**TASK INSTRUCTIONS**: From the first line of the data below, repeat each line exactly until you reach the line with "let labelled = PricePoint"; include that line too.

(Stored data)
______________________________

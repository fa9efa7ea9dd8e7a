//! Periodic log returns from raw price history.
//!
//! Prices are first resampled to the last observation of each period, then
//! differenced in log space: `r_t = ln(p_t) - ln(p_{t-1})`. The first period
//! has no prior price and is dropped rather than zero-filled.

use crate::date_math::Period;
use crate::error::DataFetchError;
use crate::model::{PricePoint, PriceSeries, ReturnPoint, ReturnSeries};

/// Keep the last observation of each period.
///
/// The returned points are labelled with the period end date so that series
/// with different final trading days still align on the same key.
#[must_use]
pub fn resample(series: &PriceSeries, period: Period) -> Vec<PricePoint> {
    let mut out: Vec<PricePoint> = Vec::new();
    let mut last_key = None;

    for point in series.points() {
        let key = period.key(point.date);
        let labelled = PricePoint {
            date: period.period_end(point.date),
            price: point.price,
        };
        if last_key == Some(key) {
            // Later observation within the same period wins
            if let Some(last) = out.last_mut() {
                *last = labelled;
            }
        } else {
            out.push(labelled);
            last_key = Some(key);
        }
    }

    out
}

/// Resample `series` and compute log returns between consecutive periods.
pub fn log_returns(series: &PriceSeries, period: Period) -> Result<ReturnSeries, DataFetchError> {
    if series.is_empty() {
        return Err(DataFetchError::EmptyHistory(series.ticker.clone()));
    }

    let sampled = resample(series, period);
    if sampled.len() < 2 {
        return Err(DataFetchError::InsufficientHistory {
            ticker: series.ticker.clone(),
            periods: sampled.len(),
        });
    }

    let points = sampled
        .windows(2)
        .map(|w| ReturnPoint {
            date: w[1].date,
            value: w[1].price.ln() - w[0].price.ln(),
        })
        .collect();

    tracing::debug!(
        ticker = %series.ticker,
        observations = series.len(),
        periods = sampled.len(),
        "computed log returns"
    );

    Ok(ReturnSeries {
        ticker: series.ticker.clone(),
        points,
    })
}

______________________________

**RESULT OF THE EXERCISE**:
repository fa9efa7ea9dd8e7a
//! Periodic log returns from raw price history.
//!
//! Prices are first resampled to the last observation of each period, then
//! differenced in log space: `r_t = ln(p_t) - ln(p_{t-1})`. The first period
//! has no prior price and is dropped rather than zero-filled.

use crate::date_math::Period;
use crate::error::DataFetchError;
use crate::model::{PricePoint, PriceSeries, ReturnPoint, ReturnSeries};

/// Keep the last observation of each period.
///
/// The returned points are labelled with the period end date so that series
/// with different final trading days still align on the same key.
#[must_use]
pub fn resample(series: &PriceSeries, period: Period) -> Vec<PricePoint> {
    let mut out: Vec<PricePoint> = Vec::new();
    let mut last_key = None;

    for point in series.points() {
        let key = period.key(point.date);
        let labelled = PricePoint {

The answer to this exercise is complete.